//! `billings` table

use chrono::Utc;
use livraisons_types::{Billing, BillingStatus, Error, NewBilling, Result};

use crate::{Store, Tables};

fn new_billing_row(tables: &mut Tables, billing: &NewBilling) -> Billing {
    let id = Tables::next_id(&mut tables.next_billing_id);
    Billing {
        id,
        billing_number: billing.billing_number.clone(),
        created_at: Utc::now(),
        total_weight: billing.total_weight,
        price_per_ton: billing.price_per_ton,
        total_amount: billing.total_amount,
        status: BillingStatus::Pending,
        notes: billing.notes.clone(),
    }
}

impl Store {
    /// Insert a billing; it always starts out pending
    pub fn insert_billing(&mut self, billing: &NewBilling) -> Result<Billing> {
        self.commit(|tables| {
            let row = new_billing_row(tables, billing);
            tables.billings.insert(row.id, row.clone());
            Ok(row)
        })
    }

    /// Insert a billing and stamp its deliveries in a single write.
    ///
    /// Every id must name an existing delivery; otherwise nothing is written.
    pub fn insert_billing_with_links(
        &mut self,
        billing: &NewBilling,
        delivery_ids: &[i64],
    ) -> Result<Billing> {
        if let Some(missing) = delivery_ids
            .iter()
            .find(|id| !self.tables.deliveries.contains_key(*id))
        {
            return Err(Error::remote(format!(
                "insert or update on table \"deliveries\" violates foreign key constraint: delivery #{} does not exist",
                missing
            )));
        }

        self.commit(|tables| {
            let row = new_billing_row(tables, billing);
            tables.billings.insert(row.id, row.clone());
            tables.stamp(delivery_ids, row.id);
            Ok(row)
        })
    }

    /// All billings, newest first
    pub fn list_billings(&self) -> Vec<Billing> {
        let mut rows: Vec<Billing> = self.tables.billings.values().cloned().collect();
        rows.sort_by(|a, b| b.created_at.cmp(&a.created_at).then(b.id.cmp(&a.id)));
        rows
    }

    pub fn has_billing(&self, id: i64) -> bool {
        self.tables.billings.contains_key(&id)
    }
}

impl Tables {
    /// Insert a billing exported from another store, keeping its id
    pub(crate) fn import_billing(&mut self, billing: Billing) {
        self.next_billing_id = self.next_billing_id.max(billing.id);
        self.billings.insert(billing.id, billing);
    }
}

#[cfg(test)]
mod tests {
    use crate::tests::form;
    use crate::Store;
    use livraisons_types::{BillingStatus, ErrorKind, NewBilling};
    use tempfile::tempdir;

    fn new_billing(number: &str) -> NewBilling {
        NewBilling {
            billing_number: number.to_string(),
            total_weight: 12.5,
            price_per_ton: 5000.0,
            total_amount: 62500.0,
            notes: Some("Facture pour 2 livraisons".to_string()),
        }
    }

    #[test]
    fn test_insert_billing_is_pending() {
        let dir = tempdir().unwrap();
        let mut store = Store::open(dir.path().to_path_buf()).unwrap();
        let billing = store.insert_billing(&new_billing("INV-20240501-0001")).unwrap();
        assert_eq!(billing.id, 1);
        assert_eq!(billing.status, BillingStatus::Pending);
        assert_eq!(store.list_billings().len(), 1);
    }

    #[test]
    fn test_insert_with_links_stamps_deliveries() {
        let dir = tempdir().unwrap();
        let mut store = Store::open(dir.path().to_path_buf()).unwrap();
        let a = store.insert_delivery(&form("AA-1", "Transco", 10000.0)).unwrap();
        let b = store.insert_delivery(&form("AA-2", "Transco", 2500.0)).unwrap();

        let billing = store
            .insert_billing_with_links(&new_billing("INV-20240501-0002"), &[a.id, b.id])
            .unwrap();
        assert!(store
            .list_deliveries()
            .iter()
            .all(|d| d.billing_id == Some(billing.id)));
    }

    #[test]
    fn test_list_billings_newest_first() {
        let dir = tempdir().unwrap();
        let mut store = Store::open(dir.path().to_path_buf()).unwrap();
        store.insert_billing(&new_billing("INV-20240501-0001")).unwrap();
        store.insert_billing(&new_billing("INV-20240501-0002")).unwrap();
        let numbers: Vec<String> = store
            .list_billings()
            .into_iter()
            .map(|b| b.billing_number)
            .collect();
        assert_eq!(numbers, vec!["INV-20240501-0002", "INV-20240501-0001"]);
    }

    #[test]
    fn test_unknown_delivery_rejects_whole_billing() {
        let dir = tempdir().unwrap();
        let mut store = Store::open(dir.path().to_path_buf()).unwrap();
        let a = store.insert_delivery(&form("AA-1", "Transco", 10000.0)).unwrap();

        let err = store
            .insert_billing_with_links(&new_billing("INV-20240501-0003"), &[a.id, 77])
            .unwrap_err();
        assert_eq!(err.kind(), ErrorKind::RemoteFailure);
        assert!(err.to_string().contains("#77"));
        assert!(store.list_billings().is_empty());
        assert_eq!(store.get_delivery(a.id).unwrap().billing_id, None);

        let billing = store.insert_billing(&new_billing("INV-20240501-0004")).unwrap();
        assert_eq!(billing.id, 1);
    }

    #[test]
    fn test_failed_write_drops_billing() {
        let dir = tempdir().unwrap();
        let mut store = Store::open(dir.path().to_path_buf()).unwrap();
        let a = store.insert_delivery(&form("AA-1", "Transco", 10000.0)).unwrap();
        std::fs::create_dir(dir.path().join("livraisons.json.tmp")).unwrap();

        assert!(store
            .insert_billing_with_links(&new_billing("INV-20240501-0005"), &[a.id])
            .is_err());
        assert!(store.list_billings().is_empty());
        assert_eq!(store.get_delivery(a.id).unwrap().billing_id, None);
    }
}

## Problem to work on
Tally the lines above containing "ErrorKind". Number only.

## Response
2